━━ Task data ━━

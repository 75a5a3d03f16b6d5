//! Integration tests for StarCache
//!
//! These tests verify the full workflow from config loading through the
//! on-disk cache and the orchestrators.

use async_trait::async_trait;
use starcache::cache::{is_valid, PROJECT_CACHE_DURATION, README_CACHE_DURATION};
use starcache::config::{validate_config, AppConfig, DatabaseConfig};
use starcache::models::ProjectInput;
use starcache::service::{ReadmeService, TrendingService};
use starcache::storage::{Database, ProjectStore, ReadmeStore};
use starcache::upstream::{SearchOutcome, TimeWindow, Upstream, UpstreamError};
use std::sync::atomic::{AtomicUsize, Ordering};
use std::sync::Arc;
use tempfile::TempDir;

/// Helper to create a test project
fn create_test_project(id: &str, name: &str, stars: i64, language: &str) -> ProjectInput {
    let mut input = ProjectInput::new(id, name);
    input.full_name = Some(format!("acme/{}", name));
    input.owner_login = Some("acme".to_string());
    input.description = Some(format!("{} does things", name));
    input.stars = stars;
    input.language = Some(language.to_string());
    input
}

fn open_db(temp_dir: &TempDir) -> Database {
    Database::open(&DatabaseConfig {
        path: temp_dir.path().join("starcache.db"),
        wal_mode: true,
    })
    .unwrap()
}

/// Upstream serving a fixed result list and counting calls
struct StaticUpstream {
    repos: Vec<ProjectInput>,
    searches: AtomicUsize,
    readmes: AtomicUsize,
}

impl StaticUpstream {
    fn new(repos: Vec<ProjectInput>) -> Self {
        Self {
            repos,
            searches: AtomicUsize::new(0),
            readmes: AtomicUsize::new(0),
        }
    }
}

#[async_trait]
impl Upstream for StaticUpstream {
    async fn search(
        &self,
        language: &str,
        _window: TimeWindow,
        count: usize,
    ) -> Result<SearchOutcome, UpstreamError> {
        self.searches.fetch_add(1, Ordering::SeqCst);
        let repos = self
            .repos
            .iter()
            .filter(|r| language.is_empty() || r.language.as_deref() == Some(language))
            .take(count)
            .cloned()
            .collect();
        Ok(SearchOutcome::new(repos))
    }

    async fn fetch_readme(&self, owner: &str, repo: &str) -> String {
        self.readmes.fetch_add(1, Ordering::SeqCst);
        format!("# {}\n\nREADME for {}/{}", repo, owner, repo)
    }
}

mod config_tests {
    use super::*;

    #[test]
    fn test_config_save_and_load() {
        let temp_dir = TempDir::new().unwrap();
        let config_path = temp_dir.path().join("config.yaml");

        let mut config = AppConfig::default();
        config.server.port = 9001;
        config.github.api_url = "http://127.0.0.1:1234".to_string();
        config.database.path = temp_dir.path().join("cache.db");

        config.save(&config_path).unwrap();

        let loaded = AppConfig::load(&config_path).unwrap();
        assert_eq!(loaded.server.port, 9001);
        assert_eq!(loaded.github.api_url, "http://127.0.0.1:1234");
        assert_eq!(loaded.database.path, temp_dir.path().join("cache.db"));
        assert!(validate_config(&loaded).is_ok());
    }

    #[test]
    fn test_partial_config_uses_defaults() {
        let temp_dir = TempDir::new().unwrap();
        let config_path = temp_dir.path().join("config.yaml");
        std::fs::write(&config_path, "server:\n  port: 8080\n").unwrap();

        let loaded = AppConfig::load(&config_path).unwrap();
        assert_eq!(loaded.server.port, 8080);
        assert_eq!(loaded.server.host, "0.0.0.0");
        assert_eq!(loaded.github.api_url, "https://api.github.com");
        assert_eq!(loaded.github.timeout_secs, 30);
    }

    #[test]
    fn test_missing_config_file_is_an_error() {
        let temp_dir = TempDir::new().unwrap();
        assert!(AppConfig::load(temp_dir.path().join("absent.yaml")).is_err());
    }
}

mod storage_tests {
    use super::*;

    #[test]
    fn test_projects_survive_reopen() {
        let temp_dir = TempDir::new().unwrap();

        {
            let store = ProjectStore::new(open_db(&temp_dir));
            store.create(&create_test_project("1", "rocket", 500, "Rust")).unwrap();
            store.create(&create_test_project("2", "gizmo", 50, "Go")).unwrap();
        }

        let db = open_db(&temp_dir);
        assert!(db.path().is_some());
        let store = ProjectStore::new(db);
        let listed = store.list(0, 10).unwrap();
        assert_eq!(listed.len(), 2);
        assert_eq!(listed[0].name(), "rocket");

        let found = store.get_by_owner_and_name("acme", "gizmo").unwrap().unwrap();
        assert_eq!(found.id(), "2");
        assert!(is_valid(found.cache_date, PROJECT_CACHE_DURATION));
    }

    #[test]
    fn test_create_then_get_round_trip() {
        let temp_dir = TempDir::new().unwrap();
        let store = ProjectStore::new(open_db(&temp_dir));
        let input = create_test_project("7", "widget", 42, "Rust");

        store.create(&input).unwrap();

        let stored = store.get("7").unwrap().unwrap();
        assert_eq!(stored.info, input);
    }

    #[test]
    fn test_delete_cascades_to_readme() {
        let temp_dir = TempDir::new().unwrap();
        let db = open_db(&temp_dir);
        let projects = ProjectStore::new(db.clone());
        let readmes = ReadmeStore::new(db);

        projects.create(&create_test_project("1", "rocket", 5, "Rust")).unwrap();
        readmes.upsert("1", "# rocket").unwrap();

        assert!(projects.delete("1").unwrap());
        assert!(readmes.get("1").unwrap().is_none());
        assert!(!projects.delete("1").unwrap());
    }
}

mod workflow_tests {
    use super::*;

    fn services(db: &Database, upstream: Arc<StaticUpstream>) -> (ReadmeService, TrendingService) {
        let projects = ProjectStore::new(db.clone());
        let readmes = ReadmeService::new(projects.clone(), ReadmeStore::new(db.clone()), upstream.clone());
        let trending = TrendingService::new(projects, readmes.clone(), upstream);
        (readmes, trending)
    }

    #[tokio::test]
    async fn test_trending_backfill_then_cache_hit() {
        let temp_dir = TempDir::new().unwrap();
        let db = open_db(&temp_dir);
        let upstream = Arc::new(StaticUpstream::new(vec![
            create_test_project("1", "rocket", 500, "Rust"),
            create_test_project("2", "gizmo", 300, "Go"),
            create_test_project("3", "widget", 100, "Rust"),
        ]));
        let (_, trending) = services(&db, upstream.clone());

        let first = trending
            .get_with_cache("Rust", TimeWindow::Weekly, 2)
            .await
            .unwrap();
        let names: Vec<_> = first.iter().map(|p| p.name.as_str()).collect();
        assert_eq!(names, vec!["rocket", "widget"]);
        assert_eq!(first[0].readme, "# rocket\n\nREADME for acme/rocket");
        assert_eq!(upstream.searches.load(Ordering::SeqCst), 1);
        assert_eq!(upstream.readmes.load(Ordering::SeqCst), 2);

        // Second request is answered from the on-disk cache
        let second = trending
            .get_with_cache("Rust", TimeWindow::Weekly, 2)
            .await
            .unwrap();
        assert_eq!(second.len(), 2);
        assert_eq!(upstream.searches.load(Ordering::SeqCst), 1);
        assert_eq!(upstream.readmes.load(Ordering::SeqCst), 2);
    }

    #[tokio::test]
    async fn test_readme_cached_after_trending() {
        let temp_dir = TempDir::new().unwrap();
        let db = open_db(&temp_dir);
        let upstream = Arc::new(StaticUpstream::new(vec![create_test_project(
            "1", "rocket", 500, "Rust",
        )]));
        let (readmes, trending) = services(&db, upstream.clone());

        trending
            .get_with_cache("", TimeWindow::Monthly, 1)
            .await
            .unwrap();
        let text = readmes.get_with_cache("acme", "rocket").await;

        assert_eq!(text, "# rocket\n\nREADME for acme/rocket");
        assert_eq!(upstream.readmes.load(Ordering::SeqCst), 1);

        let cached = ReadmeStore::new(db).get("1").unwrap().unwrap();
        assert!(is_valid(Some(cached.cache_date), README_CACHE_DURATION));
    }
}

━━━

What needs to be done
The answer is every line in the data where the word "listed" appears.

Solution below
        let listed = store.list(0, 10).unwrap();
        assert_eq!(listed.len(), 2);
        assert_eq!(listed[0].name(), "rocket");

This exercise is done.